Sollte letztendlich Söder doch von seiner Kanzlerambition, vorläufig die Finger lassen, wäre das keine Niederlage. Söder könnte sich in seine bayerische Festung zurückziehen und von dort aus genüsslich das Wahldesaster der Union beobachten und kommentieren. Ganz nach dem Motto, „ich habe es euch ja gleich gesagt“. Die bayerische Union würde dann daraufsetzen, dass letztendlich bei der Zuspitzung sämtlicher Widersprüche doch noch der Ruf nach dem starken Mann aus Bayern ertönt.
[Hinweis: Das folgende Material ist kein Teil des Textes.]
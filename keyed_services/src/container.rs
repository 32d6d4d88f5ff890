use std::{
	cell::RefCell,
	sync::{
		atomic::{
			AtomicBool,
			Ordering,
		},
		Arc,
		PoisonError,
		RwLock,
	},
};

use log::{
	debug,
	trace,
	warn,
};
use rustc_hash::FxHashMap;
use thiserror::Error;
use uuid::Uuid;

use crate::{
	instance::Instance,
	registration::{
		InstanceSharing,
		Registration,
		RegistrationDescription,
	},
	ComponentContext,
	ComponentRegistration,
	ResolutionError,
	ServiceDescriptor,
};


/// An error returned when adding a registration to a `Container`
#[derive(Debug, Error)]
pub enum RegistrationError {
	#[error("Cannot register components with a disposed container.")]
	ContainerDisposed,
}


#[derive(Default)]
struct RegistryState {
	/// Every registration, in the order it was added
	registrations: Vec<Arc<Registration>>,

	/// The registration that answers requests for each service. Later
	/// registrations replace earlier ones here but stay enumerable.
	defaults: FxHashMap<ServiceDescriptor, Arc<Registration>>,
}


/// # In-process component container
///
/// Holds registrations and activates them on request. Registrations may be
/// added at any time, including while other threads are resolving.
///
/// Each top-level request runs in its own resolve operation, which tracks the
/// registrations currently being activated so dependency cycles fail instead
/// of recursing forever.
pub struct Container {
	state: RwLock<RegistryState>,
	disposed: AtomicBool,
}

impl Container {

	pub fn new() -> Container {
		return Container {
			state: RwLock::new(RegistryState::default()),
			disposed: AtomicBool::new(false),
		};
	}

	/// Adds a registration and makes it the default for every service it exposes
	pub fn register(&self, registration: Registration) -> Result<Uuid, RegistrationError> {
		if self.is_disposed() {
			return Err(RegistrationError::ContainerDisposed);
		}

		let registration = Arc::new(registration);
		let id = registration.id();

		let mut state = self.state.write().unwrap_or_else(PoisonError::into_inner);
		for service in registration.services() {
			state.defaults.insert(service.clone(), Arc::clone(&registration));
		}
		state.registrations.push(Arc::clone(&registration));
		drop(state);

		debug!("Registered {} ({}) as {} service(s)", registration.component_name(), id, registration.services().len());
		return Ok(id);
	}

	/// Describes every registration, in registration order
	pub fn describe(&self) -> Vec<RegistrationDescription> {
		let state = self.state.read().unwrap_or_else(PoisonError::into_inner);
		return state.registrations.iter().map(|registration| registration.describe()).collect();
	}

	/// Releases shared components and stops serving requests
	pub fn dispose(&self) {
		if self.disposed.swap(true, Ordering::SeqCst) {
			return;
		}

		let mut state = self.state.write().unwrap_or_else(PoisonError::into_inner);
		for registration in state.registrations.drain(..) {
			registration.release();
		}
		state.defaults.clear();
		drop(state);

		debug!("Container disposed");
	}

	fn default_for(&self, service: &ServiceDescriptor) -> Option<Arc<Registration>> {
		let state = self.state.read().unwrap_or_else(PoisonError::into_inner);
		return state.defaults.get(service).map(Arc::clone);
	}

}

impl Default for Container {
	fn default() -> Self {
		return Container::new();
	}
}

impl ComponentContext for Container {
	fn resolve_service(&self, service: &ServiceDescriptor) -> Result<Instance, ResolutionError> {
		return ResolveOperation::new(self).resolve_service(service);
	}

	fn try_resolve_service(&self, service: &ServiceDescriptor) -> Result<Option<Instance>, ResolutionError> {
		return ResolveOperation::new(self).try_resolve_service(service);
	}

	fn is_registered(&self, service: &ServiceDescriptor) -> bool {
		return !self.is_disposed() && self.default_for(service).is_some();
	}

	fn registrations(&self) -> Vec<Arc<dyn ComponentRegistration>> {
		let state = self.state.read().unwrap_or_else(PoisonError::into_inner);
		return state.registrations.iter()
			.map(|registration| Arc::clone(registration) as Arc<dyn ComponentRegistration>)
			.collect();
	}

	fn is_disposed(&self) -> bool {
		return self.disposed.load(Ordering::SeqCst);
	}
}


/// A single resolution request and everything it activates along the way.
///
/// Activators receive the operation as their `ComponentContext`, so nested
/// resolutions share the activation stack.
struct ResolveOperation<'a> {
	container: &'a Container,
	activating: RefCell<Vec<(Uuid, ServiceDescriptor)>>,
}

impl<'a> ResolveOperation<'a> {

	fn new(container: &'a Container) -> ResolveOperation<'a> {
		return ResolveOperation {
			container,
			activating: RefCell::new(Vec::new()),
		};
	}

	fn check_for_cycle(&self, registration: &Registration, service: &ServiceDescriptor) -> Result<(), ResolutionError> {
		let activating = self.activating.borrow();
		if !activating.iter().any(|(id, _)| *id == registration.id()) {
			return Ok(());
		}

		let mut chain: Vec<String> = activating.iter().map(|(_, service)| service.to_string()).collect();
		chain.push(service.to_string());
		warn!("Circular dependency detected: {}", chain.join(" -> "));
		return Err(ResolutionError::CircularDependency {
			service: service.clone(),
			chain,
		});
	}

	fn activate(&self, registration: &Registration, service: &ServiceDescriptor) -> Result<Instance, ResolutionError> {
		let position = registration.position_of(service).ok_or_else(|| ResolutionError::NotRegistered(service.clone()))?;
		self.check_for_cycle(registration, service)?;

		trace!("Activating {} for {}", registration.component_name(), service);
		self.activating.borrow_mut().push((registration.id(), service.clone()));
		let component = match registration.sharing() {
			InstanceSharing::SingleInstance => registration.shared_component(|| registration.activate(self)),
			InstanceSharing::InstancePerDependency => registration.activate(self),
		};
		self.activating.borrow_mut().pop();

		let component = component.map_err(|error| {
			// Failures from nested resolutions surface as they were raised
			return match error.downcast::<ResolutionError>() {
				Ok(nested) => nested,
				Err(error) => ResolutionError::Activation {
					service: service.clone(),
					source: error.into(),
				},
			};
		})?;

		return registration.project(position, &component).ok_or_else(|| ResolutionError::TypeMismatch {
			service: service.clone(),
		});
	}

}

impl<'a> ComponentContext for ResolveOperation<'a> {
	fn resolve_service(&self, service: &ServiceDescriptor) -> Result<Instance, ResolutionError> {
		return match self.try_resolve_service(service)? {
			Some(instance) => Ok(instance),
			None => Err(ResolutionError::NotRegistered(service.clone())),
		};
	}

	fn try_resolve_service(&self, service: &ServiceDescriptor) -> Result<Option<Instance>, ResolutionError> {
		if self.container.is_disposed() {
			return Err(ResolutionError::ContextDisposed);
		}
		return match self.container.default_for(service) {
			Some(registration) => self.activate(&registration, service).map(Some),
			None => Ok(None),
		};
	}

	fn is_registered(&self, service: &ServiceDescriptor) -> bool {
		return self.container.is_registered(service);
	}

	fn registrations(&self) -> Vec<Arc<dyn ComponentRegistration>> {
		return self.container.registrations();
	}

	fn is_disposed(&self) -> bool {
		return self.container.is_disposed();
	}
}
Unter Laschet oder unter einem anderen Kanzler könnte das alte bayerische Politikmodell von der „Ordnungszelle Alpenland“ noch lauter als bis dato ertönen. Der Reaktionär Söder würde tönen: „Wir in Bayern, die in Berlin“. Oder um es mit Franz-Josef Strauß zu sagen: „Wenn die Verflachung der Politik beginnt, dann muss aus den bayerischen Bergen die Rettung kommen.“ Aber wir leben in anderen Zeiten als in den siebziger und achtziger Jahren des letzten Jahrhunderts. Die Arbeiterklasse wird die starken Angriffe auf sich nicht kampflos hinnehmen. Auch der Zocker Söder wird daran nichts ändern.